Je le disais donc, comme si ce que je viens de leur reprocher ne suffisait pas pour produire tout le scandale auquel elles aspirent, elles admettent des hommes qui ne leur sont rien à partager leur demeure, elles s'enferment et passent leur vie avec eux; on dirait qu'elles tiennent à prouver, par ce fait et par ceux que nous avons signalés plus haut, qu'elles n'ont embrassé la virginité que malgré elles, que c'est par contrainte qu'elles ont subi ce joug, et qu'elles ont à cœur de se venger de la violence qu'on leur a faite. Est-ce tout encore? N'entendons-nous pas dire, sur le compte de celles qui donnent ces sortes de scandales, des choses encore plus graves? Et ceux qui les connaissent ont-ils tort , quand ils s'écrient qu'on ne devrait pas les laisser vivre, respirer; qu'il faudrait plutôt les couper en morceaux ou les enterrer vivantes avec leurs complices. Car, voilà ce que disent d'elles ceux qui savent ce qui se passe dans leur intimité.
Du reste, on voit tous les jours des sages-femmes accourir dans les maisons des vierges, comme s'il s'agissait d'un accouchement; tel n'est pas cependant, à part quelques cas où cela arrive, le motif de leur visite. Elles sont appelées pour voir et examiner, comme cela se pratique à l'égard des esclaves que l'on achète, quelles sont celles qui sont vierges encore, quelles sont celles qui ne le sont plus. L'une se soumet sans peine à cet examen; l'autre s'y refuse, et se voit par ce seul fait condamnée, fût-elle innocente; l'une a été jugée coupable, l'autre non, mais cette dernière n'est pas moins couverte de honte que la première, puisque ses moeurs ne peuvent pas, par elles-mêmes, témoigner en sa faveur, mais qu'il faut recourir aux preuves matérielles.
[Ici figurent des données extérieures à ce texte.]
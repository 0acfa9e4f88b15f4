extern crate tello_link;

use tello_link::{Tello, Result};

#[tokio::main]
async fn main() {
    tracing_subscriber::fmt()
        .with_env_filter(
            tracing_subscriber::EnvFilter::from_default_env()
                .add_directive(tracing::Level::INFO.into())
        )
        .init();

    take_off_and_land().await.unwrap();
}

async fn take_off_and_land() -> Result<()> {
    let drone = Tello::new()
        .wait_for_wifi().await?;

    let drone = drone.connect().await?;

    drone.take_off().await?;
    drone.land().await?;

    drone.disconnect().await;

    Ok(())
}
Qui pleurera ces désordres, qui les punira comme ils méritent de l'être? Il faudrait avoir la dureté et l'insensibilité du marbre pour ne pas se sentir brûlé du zèle d'un Phinées. Oui, si cet homme avait été témoin d'une pareille infamie, il n'aurait pas épargné les coupables; il les aurait traités comme il traita la Madianite. (Nom. XXV, 14.) Pour nous, il ne nous est pas permis de prendre le glaive, ni de percer avec la lance ceux qui commettent ces abominations, mais nous éprouvons les mêmes sentiments que ce saint personnage; Dieu ne nous ayant pas confié sa vengeance, nous soulageons notre douleur autrement, c'est-à-dire par des pleurs et des lamentations.
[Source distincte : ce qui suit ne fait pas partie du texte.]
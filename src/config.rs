use std::fs;
use std::path::Path;
use std::time::Duration;

use serde::Deserialize;

use crate::errors::Result;

pub const DEFAULT_DRONE_HOST: &str = "192.168.10.1";

pub const CONTROL_UDP_PORT: u16 = 8889;
pub const STATE_UDP_PORT: u16 = 8890;
pub const VIDEO_UDP_PORT: u16 = 11111;

/// Connection settings, loadable from TOML. Every field is optional in the
/// file and falls back to the drone's factory defaults.
///
/// ```toml
/// drone_host = "192.168.10.1"
/// response_timeout_ms = 7000
/// low_battery_threshold = 25
/// ```
#[derive(Debug, Clone, PartialEq, Deserialize)]
#[serde(default)]
pub struct TelloConfig {
    pub drone_host: String,
    pub control_port: u16,
    pub local_control_port: u16,
    pub state_port: u16,
    pub video_port: u16,
    pub response_timeout_ms: u64,
    /// Used for `go`, `curve` and `jump`, which can keep the drone busy for
    /// much longer than a simple move.
    pub long_response_timeout_ms: u64,
    pub connect_attempts: u32,
    pub low_battery_threshold: u8,
    pub check_battery_on_connect: bool,
    /// Require replies to begin with the text of the command they answer.
    pub echo_check: bool,
    pub wifi_ssid_prefix: String,
    pub wifi_poll_interval_ms: u64,
}

impl Default for TelloConfig {
    fn default() -> Self {
        Self {
            drone_host: DEFAULT_DRONE_HOST.to_string(),
            control_port: CONTROL_UDP_PORT,
            local_control_port: CONTROL_UDP_PORT,
            state_port: STATE_UDP_PORT,
            video_port: VIDEO_UDP_PORT,
            response_timeout_ms: 10_000,
            long_response_timeout_ms: 30_000,
            connect_attempts: 10,
            low_battery_threshold: 20,
            check_battery_on_connect: true,
            echo_check: false,
            wifi_ssid_prefix: "TELLO".to_string(),
            wifi_poll_interval_ms: 250,
        }
    }
}

impl TelloConfig {
    pub fn from_toml_str(s: &str) -> Result<Self> {
        Ok(toml::from_str(s)?)
    }

    pub fn load(path: impl AsRef<Path>) -> Result<Self> {
        let s = fs::read_to_string(path)?;
        Self::from_toml_str(&s)
    }

    pub fn response_timeout(&self) -> Duration {
        Duration::from_millis(self.response_timeout_ms)
    }

    pub fn long_response_timeout(&self) -> Duration {
        Duration::from_millis(self.long_response_timeout_ms)
    }

    pub fn wifi_poll_interval(&self) -> Duration {
        Duration::from_millis(self.wifi_poll_interval_ms)
    }

    pub(crate) fn drone_address(&self) -> String {
        format!("{}:{}", self.drone_host, self.control_port)
    }
}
Venez donc, pleurez et gémissez avec nous, vous qu'une si honteuse contagion n'a pas atteintes; ces infortunées, ces misérables sont peut-être tellement plongées dans leur misère, qu'elles ne s'aperçoivent plus du mal affreux qui les ronge. Mais vous qui avez embrassé cette sainte profession de tout votre coeur, vous qui vous êtes rendues dignes des chastes embrassements du céleste Epoux, vous qui portez des lampes toutes brillantes et qui êtes plus ornées de la glorieuse couronne de la virginité que du diadème des rois, pleurez avec nous; poussez d'amers gémissements, vos larmes ne sont pas un remède de peu d'efficacité et pour la guérison de ces malades désespérées et pour la consolation de ceux qu'affligent leur vie coupable: C'est ce que fit quelquefois votre Époux céleste. Voyant Jérusalem se précipiter vers sa ruine, et refuser le salut qu'il lui apportait, il se prit à pleurer sur le sort de cette malheureuse cité. (Luc. XIX, 41.) A l'égard de Bethsaïde, il n'a recours ni aux avertissements, ni aux miracles; sa commisération, voilà tout ce qu'il accorde à cette ville coupable , ainsi qu'aux autres qui sont ensuite nommées, s'écriant sur chacune d'elles : malheur à toi ! malheur à toi !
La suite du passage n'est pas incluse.